Forces acting on a block which is lying on another block

In summary, the conversation discusses free body diagrams and the forces acting on two blocks, A and B. For block A, the forces include weight, normal force, contact force with B, and a force due to sin(36.8°). The acceleration on the y-axis is 0 since the goal is to calculate the maximum force before B slides on A. For block B, the forces include weight and contact force, while the acceleration on the x-axis is 0. It is also noted that the contact force with B may include a frictional component. The conversation also includes equations for the free body diagrams of both blocks and clarifications on the values of P and the accelerations.
  • #1
Homework Statement
In the picture, the coefficient of static and dynamic friction for all contact surfaces are ##0.4## and ##0.14##, respectively. The mass of ##A## is ##73 kg## and the mass of ##B## is ##22 kg##. Determine the maximum force so that B doesn't slide. Then, suppose that the force applied to the system is greater than the force calculated previously, how much time would it take for the blocks to move ##10 m##?
Relevant Equations
Newton's equations
Well, I'm having trouble with the free body diagrams.
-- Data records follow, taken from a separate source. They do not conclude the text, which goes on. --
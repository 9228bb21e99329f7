// /////////////////////////////////////////////////////////////////////////////
// Optimized Adaptive Pipeline RS
// Copyright (c) 2025 Michael Gardner, A Bit of Help, Inc.
// SPDX-License-Identifier: BSD-3-Clause
// See LICENSE file in the project root.
// /////////////////////////////////////////////////////////////////////////////

//! Identifies one stage's execution within a run, for per-stage status
//! records and log correlation.

use crate::error::IngestError;
use crate::value_objects::generic_id::{GenericId, IdCategory};
use serde::{Deserialize, Serialize};
use std::fmt::{self, Display};
use ulid::Ulid;

#[derive(Debug, Clone, Copy, Eq, PartialEq, Ord, PartialOrd, Hash, Serialize, Deserialize)]
pub struct StageExecutionId(GenericId<StageExecutionMarker>);

#[derive(Debug, Clone, Eq, PartialEq, Ord, PartialOrd, Hash, Serialize, Deserialize)]
struct StageExecutionMarker;

impl IdCategory for StageExecutionMarker {
    fn category_name() -> &'static str {
        "stage_execution"
    }

    fn validate_id(ulid: &Ulid) -> Result<(), IngestError> {
        if ulid.0 == 0 {
            return Err(IngestError::validation("stage_execution_id", "cannot be nil ULID"));
        }
        Ok(())
    }
}

impl StageExecutionId {
    pub fn new() -> Self {
        Self(GenericId::new())
    }
}

impl Default for StageExecutionId {
    fn default() -> Self {
        Self::new()
    }
}

impl Display for StageExecutionId {
    fn fmt(&self, f: &mut fmt::Formatter<'_>) -> fmt::Result {
        write!(f, "{}", self.0)
    }
}

#[cfg(test)]
mod tests {
    use super::*;

    #[test]
    fn new_ids_are_unique() {
        assert_ne!(StageExecutionId::new(), StageExecutionId::new());
    }
}
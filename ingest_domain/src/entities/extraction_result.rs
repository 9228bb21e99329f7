// /////////////////////////////////////////////////////////////////////////////
// Optimized Adaptive Pipeline RS
// Copyright (c) 2025 Michael Gardner, A Bit of Help, Inc.
// SPDX-License-Identifier: BSD-3-Clause
// See LICENSE file in the project root.
// /////////////////////////////////////////////////////////////////////////////

//! The output of a single extractor attempt.

use serde::{Deserialize, Serialize};
use std::collections::HashMap;

#[derive(Debug, Clone, Serialize, Deserialize)]
pub struct ExtractionResult {
    pub text: String,
    pub success: bool,
    pub extractor_name: String,
    pub metadata: HashMap<String, serde_json::Value>,
    pub error: Option<String>,
    pub confidence_score: f64,
}

impl ExtractionResult {
    /// Constructs a successful result. Panics in debug builds if `text` is
    /// empty, since `success=true ⇒ len(text) ≥ 1` is a data invariant, not a
    /// recoverable condition an extractor should ever produce.
    pub fn success(extractor_name: impl Into<String>, text: String, confidence_score: f64) -> Self {
        debug_assert!(!text.is_empty(), "success result must carry non-empty text");
        Self {
            text,
            success: true,
            extractor_name: extractor_name.into(),
            metadata: HashMap::new(),
            error: None,
            confidence_score: confidence_score.clamp(0.0, 1.0),
        }
    }

    pub fn failure(extractor_name: impl Into<String>, error: impl Into<String>) -> Self {
        Self {
            text: String::new(),
            success: false,
            extractor_name: extractor_name.into(),
            metadata: HashMap::new(),
            error: Some(error.into()),
            confidence_score: 0.0,
        }
    }

    pub fn with_metadata(mut self, key: impl Into<String>, value: serde_json::Value) -> Self {
        self.metadata.insert(key.into(), value);
        self
    }

    /// `success ∧ len(strip(text)) ≥ min_text_length ∧ confidence ≥
    /// min_confidence` — default validation policy, overridable by
    /// extractors with stricter needs.
    pub fn validate(&self, min_text_length: usize, min_confidence: f64) -> bool {
        self.success
            && self.text.trim().len() >= min_text_length
            && self.confidence_score >= min_confidence
    }
}

#[cfg(test)]
mod tests {
    use super::*;

    #[test]
    fn failure_has_empty_text() {
        let r = ExtractionResult::failure("pdf_fast", "no text layer");
        assert!(!r.success);
        assert_eq!(r.text, "");
    }

    #[test]
    fn default_validation_policy() {
        let r = ExtractionResult::success("plain_text", "hello world".into(), 0.9);
        assert!(r.validate(5, 0.5));
        assert!(!r.validate(100, 0.5));
    }
}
For ##A## we have
##y)## weight, normal force, contact force with ##B##, ##F . sin(36.8°)##. And the acceleration is ##0## because we want to calculate the maximun force before moving.

##\Sigma \vec F = m . a_y##
##\vec N_A + \vec F . sin(36.8°) - \vec W_A -\vec Fc= 0##

##x)## ##F . cos(36.8°)##, friction force with the ground and friction force with ##B## and the acceleration is 0.

##F. cos(36.8°) - Fr - Fr_B=0##

##Fr## and ##Fr_B## have the same direction, don't they? Because the friction with ##B## must be pushing ##B## towards, and then the reaction force is in the opposite direction.

For ##B## we have:
##y)## weight and contact force (normal force)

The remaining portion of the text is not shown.